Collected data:
= = = = =
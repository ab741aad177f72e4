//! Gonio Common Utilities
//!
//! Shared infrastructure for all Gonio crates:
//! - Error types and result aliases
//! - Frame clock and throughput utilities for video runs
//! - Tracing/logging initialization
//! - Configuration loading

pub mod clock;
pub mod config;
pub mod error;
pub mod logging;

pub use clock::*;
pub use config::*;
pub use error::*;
= = = = =
Exercise details:
Return the full data above, line for line.

Your response:
repository ab741aad177f72e4
//! Gonio Common Utilities
//!
//! Shared infrastructure for all Gonio crates:
//! - Error types and result aliases
//! - Frame clock and throughput utilities for video runs
//! - Tracing/logging initialization
//! - Configuration loading

pub mod clock;
pub mod config;
pub mod error;
pub mod logging;

pub use clock::*;
pub use config::*;
pub use error::*;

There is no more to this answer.